> PROBLEM STATEMENT
Quote, with no changes, the lines that run from the top of the material to the line with "0.5 MHz steps)", both included.
>>>
//! Opcode, status-code and parameter vocabulary of the reader protocol

use std::fmt;

/// Highest accepted per-antenna output power (dBm)
pub const MAX_OUTPUT_POWER: u8 = 0x21;

/// Highest frequency point code (865.0 MHz + 0.5 MHz steps)
pub const MAX_FREQUENCY_CODE: u8 = 0x3B;

/// Frequency range applied when a requested one is unusable
pub const DEFAULT_FREQUENCY_RANGE: (u8, u8) = (0x00, 0x06);

/// Protocol command identifiers used by the device.
///
/// `AllTagsReceived` never goes on the wire: it names the moment the tags
/// streamed by a buffer read reach the count the reader announced.
#[derive(Debug, Clone, Copy, PartialEq, Eq, Hash, PartialOrd, Ord)]
#[repr(u8)]
pub enum CommandId {
    Reset = 0x70,
    SetUartBaudrate = 0x71,
    GetFirmwareVersion = 0x72,
    SetWorkAntenna = 0x74,
    GetWorkAntenna = 0x75,
    SetOutputPower = 0x76,
    GetOutputPower = 0x77,
    SetFrequencyRegion = 0x78,
    GetFrequencyRegion = 0x79,
    Inventory = 0x80,
    Read = 0x81,
    GetInventoryBuffer = 0x90,
    GetAndResetInventoryBuffer = 0x91,
    GetInventoryBufferTagCount = 0x92,
    ResetInventoryBuffer = 0x93,
    AllTagsReceived = 0x94,
}

impl CommandId {
    pub fn name(self) -> &'static str {
        match self {
            Self::Reset => "reset",
            Self::SetUartBaudrate => "set_uart_baudrate",
            Self::GetFirmwareVersion => "get_firmware_version",
            Self::SetWorkAntenna => "set_work_antenna",
            Self::GetWorkAntenna => "get_work_antenna",
            Self::SetOutputPower => "set_output_power",
            Self::GetOutputPower => "get_output_power",
            Self::SetFrequencyRegion => "set_frequency_region",
            Self::GetFrequencyRegion => "get_frequency_region",
            Self::Inventory => "inventory",
            Self::Read => "read",
            Self::GetInventoryBuffer => "get_inventory_buffer",
            Self::GetAndResetInventoryBuffer => "get_and_reset_inventory_buffer",
            Self::GetInventoryBufferTagCount => "get_inventory_buffer_tag_count",
            Self::ResetInventoryBuffer => "reset_inventory_buffer",
            Self::AllTagsReceived => "all_tags_received",
        }
    }
}

impl fmt::Display for CommandId {
    fn fmt(&self, f: &mut fmt::Formatter<'_>) -> fmt::Result {
        f.write_str(self.name())
    }
}

impl TryFrom<u8> for CommandId {
    type Error = u8;

    fn try_from(value: u8) -> Result<Self, Self::Error> {
        match value {
            0x70 => Ok(Self::Reset),
            0x71 => Ok(Self::SetUartBaudrate),
            0x72 => Ok(Self::GetFirmwareVersion),
            0x74 => Ok(Self::SetWorkAntenna),
            0x75 => Ok(Self::GetWorkAntenna),
            0x76 => Ok(Self::SetOutputPower),
            0x77 => Ok(Self::GetOutputPower),
            0x78 => Ok(Self::SetFrequencyRegion),
            0x79 => Ok(Self::GetFrequencyRegion),
            0x80 => Ok(Self::Inventory),
            0x81 => Ok(Self::Read),
            0x90 => Ok(Self::GetInventoryBuffer),
            0x91 => Ok(Self::GetAndResetInventoryBuffer),
            0x92 => Ok(Self::GetInventoryBufferTagCount),
            0x93 => Ok(Self::ResetInventoryBuffer),
            0x94 => Ok(Self::AllTagsReceived),
            other => Err(other),
        }
    }
}

/// Status codes reported by the reader firmware
#[derive(Debug, Clone, Copy, PartialEq, Eq, thiserror::Error)]
#[repr(u8)]
pub enum ErrorCode {
    #[error("Command succeeded.")]
    CommandSuccess = 0x10,
    #[error("Command failed.")]
    CommandFail = 0x11,
    #[error("CPU reset error.")]
    McuResetError = 0x20,
    #[error("Turn on CW error.")]
    CwOnError = 0x21,
    #[error("Antenna is missing.")]
    AntennaMissing = 0x22,
    #[error("Write flash error.")]
    WriteFlashError = 0x23,
    #[error("Read flash error.")]
    ReadFlashError = 0x24,
    #[error("Set output power error.")]
    SetOutputPowerError = 0x25,
    #[error("Error occurred when inventory.")]
    TagInventoryError = 0x31,
    #[error("Error occurred when read.")]
    TagReadError = 0x32,
    #[error("Error occurred when write.")]
    TagWriteError = 0x33,
    #[error("Error occurred when lock.")]
    TagLockError = 0x34,
    #[error("Error occurred when kill.")]
    TagKillError = 0x35,
    #[error("There is no tag to be operated.")]
    NoTag = 0x36,
    #[error("Tag Inventoried but access failed.")]
    InventoryOkButAccessFail = 0x37,
    #[error("Buffer is empty.")]
    BufferIsEmpty = 0x38,
    #[error("Access failed or wrong password.")]
    AccessOrPasswordError = 0x40,
    #[error("Invalid parameter.")]
    ParameterInvalid = 0x41,
    #[error("WordCnt is too long.")]
    WordCountTooLong = 0x42,
    #[error("MemBank out of range.")]
    MemBankOutOfRange = 0x43,
    #[error("Lock region out of range.")]
    LockRegionOutOfRange = 0x44,
    #[error("LockType out of range.")]
    LockActionOutOfRange = 0x45,
    #[error("Invalid reader address.")]
    ReaderAddressInvalid = 0x46,
    #[error("AntennaID out of range.")]
    AntennaIdOutOfRange = 0x47,
    #[error("Output power out of range.")]
    OutputPowerOutOfRange = 0x48,
    #[error("Frequency region out of range.")]
    FrequencyRegionOutOfRange = 0x49,
    #[error("Baud rate out of range.")]
    BaudrateOutOfRange = 0x4A,
    #[error("Buzzer behavior out of range.")]
    BeeperModeOutOfRange = 0x4B,
    #[error("EPC match is too long.")]
    EpcMatchTooLong = 0x4C,
    #[error("EPC match length wrong.")]
    EpcMatchLengthError = 0x4D,
    #[error("Invalid EPC match mode.")]
    InvalidEpcMatchMode = 0x4E,
    #[error("Invalid frequency range.")]
    InvalidFrequencyRange = 0x4F,
    #[error("Failed to receive RN16 from tag.")]
    NoRn16FromTag = 0x50,
    #[error("Invalid DRM mode.")]
    InvalidDrmMode = 0x51,
    #[error("PLL can not lock.")]
    PllLockFail = 0x52,
    #[error("No response from RF chip.")]
    RfChipNoResponse = 0x53,
    #[error("Can't achieve desired output power level.")]
    OutputPowerNotAchieved = 0x54,
    #[error("Can't authenticate firmware copyright.")]
    CopyrightAuthenticationFail = 0x55,
    #[error("Spectrum regulation wrong.")]
    SpectrumRegulationError = 0x56,
    #[error("Output power is too low.")]
    OutputPowerTooLow = 0x57,
}

impl ErrorCode {
    pub fn from_u8(code: u8) -> Option<Self> {
        use ErrorCode::*;
        const ALL: [ErrorCode; 40] = [
            CommandSuccess, CommandFail, McuResetError, CwOnError, AntennaMissing,
            WriteFlashError, ReadFlashError, SetOutputPowerError, TagInventoryError,
            TagReadError, TagWriteError, TagLockError, TagKillError, NoTag,
            InventoryOkButAccessFail, BufferIsEmpty, AccessOrPasswordError, ParameterInvalid,
            WordCountTooLong, MemBankOutOfRange, LockRegionOutOfRange, LockActionOutOfRange,
            ReaderAddressInvalid, AntennaIdOutOfRange, OutputPowerOutOfRange,
            FrequencyRegionOutOfRange, BaudrateOutOfRange, BeeperModeOutOfRange,
            EpcMatchTooLong, EpcMatchLengthError, InvalidEpcMatchMode, InvalidFrequencyRange,
            NoRn16FromTag, InvalidDrmMode, PllLockFail, RfChipNoResponse,
            OutputPowerNotAchieved, CopyrightAuthenticationFail, SpectrumRegulationError,
            OutputPowerTooLow,
        ];
        ALL.into_iter().find(|c| *c as u8 == code)
    }
}

/// A non-success status byte returned by the reader.
///
/// Wraps the raw byte so codes missing from [`ErrorCode`] still print.
#[derive(Debug, Clone, Copy, PartialEq, Eq)]
pub struct DeviceError(pub u8);

impl DeviceError {
    pub const COMMAND_FAIL: Self = Self(ErrorCode::CommandFail as u8);

    pub fn code(self) -> Option<ErrorCode> {
        ErrorCode::from_u8(self.0)
    }
}

impl From<ErrorCode> for DeviceError {
    fn from(code: ErrorCode) -> Self {
        Self(code as u8)
    }
}

impl fmt::Display for DeviceError {
    fn fmt(&self, f: &mut fmt::Formatter<'_>) -> fmt::Result {
        match self.code() {
            Some(code) => write!(f, "{}", code),
            None => write!(f, "undeclared error code: {:02x}", self.0),
        }
    }
}

impl std::error::Error for DeviceError {}

/// Serial speeds the reader can switch to
#[derive(Debug, Clone, Copy, PartialEq, Eq)]
#[repr(u8)]
pub enum Baudrate {
    Bps38400 = 0x03,
    Bps115200 = 0x04,
}

impl TryFrom<u8> for Baudrate {
    type Error = u8;

    fn try_from(value: u8) -> Result<Self, Self::Error> {
        match value {
            0x03 => Ok(Self::Bps38400),
            0x04 => Ok(Self::Bps115200),
            other => Err(other),
        }
    }
}

/// Antenna ports of the reader
#[derive(Debug, Clone, Copy, PartialEq, Eq)]
#[repr(u8)]
pub enum WorkAntenna {
    Ant1 = 0x00,
    Ant2 = 0x01,
    Ant3 = 0x02,
    Ant4 = 0x03,
}

impl WorkAntenna {
    pub const COUNT: usize = 4;
}

impl TryFrom<u8> for WorkAntenna {
    type Error = u8;

    fn try_from(value: u8) -> Result<Self, Self::Error> {
        match value {
            0x00 => Ok(Self::Ant1),
            0x01 => Ok(Self::Ant2),
            0x02 => Ok(Self::Ant3),
            0x03 => Ok(Self::Ant4),
            other => Err(other),
        }
    }
}

/// Regulatory frequency regions
#[derive(Debug, Clone, Copy, PartialEq, Eq)]
#[cfg_attr(feature = "serde", derive(serde::Serialize, serde::Deserialize))]
#[repr(u8)]
pub enum SpectrumRegion {
    Fcc = 0x01,
    Etsi = 0x02,
    Chn = 0x03,
}

impl SpectrumRegion {
    pub fn from_u8(code: u8) -> Option<Self> {
        match code {
            0x01 => Some(Self::Fcc),
            0x02 => Some(Self::Etsi),
            0x03 => Some(Self::Chn),
            _ => None,
        }
    }
}

impl fmt::Display for SpectrumRegion {
    fn fmt(&self, f: &mut fmt::Formatter<'_>) -> fmt::Result {
        match self {
            Self::Fcc => f.write_str("FCC"),
            Self::Etsi => f.write_str("ETSI"),
            Self::Chn => f.write_str("CHN"),
        }
    }
}

/// Tag memory banks addressable by the read command
#[derive(Debug, Clone, Copy, PartialEq, Eq)]
#[repr(u8)]
pub enum MemBank {
    Reserved = 0x00,
    Epc = 0x01,
    Tid = 0x02,
    User = 0x03,
}

impl TryFrom<u8> for MemBank {
    type Error = u8;

    fn try_from(value: u8) -> Result<Self, Self::Error> {
        match value {
            0x00 => Ok(Self::Reserved),
            0x01 => Ok(Self::Epc),
            0x02 => Ok(Self::Tid),
            0x03 => Ok(Self::User),
            other => Err(other),
        }
    }
}

/// Frequency point code rendered in MHz
pub fn frequency_mhz(code: u8) -> f32 {
    if code <= MAX_FREQUENCY_CODE {
        865.0 + code as f32 * 0.5
    } else {
        865.0
    }
}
<<<
> ANSWER BOX
//! Opcode, status-code and parameter vocabulary of the reader protocol

use std::fmt;

/// Highest accepted per-antenna output power (dBm)
pub const MAX_OUTPUT_POWER: u8 = 0x21;

/// Highest frequency point code (865.0 MHz + 0.5 MHz steps)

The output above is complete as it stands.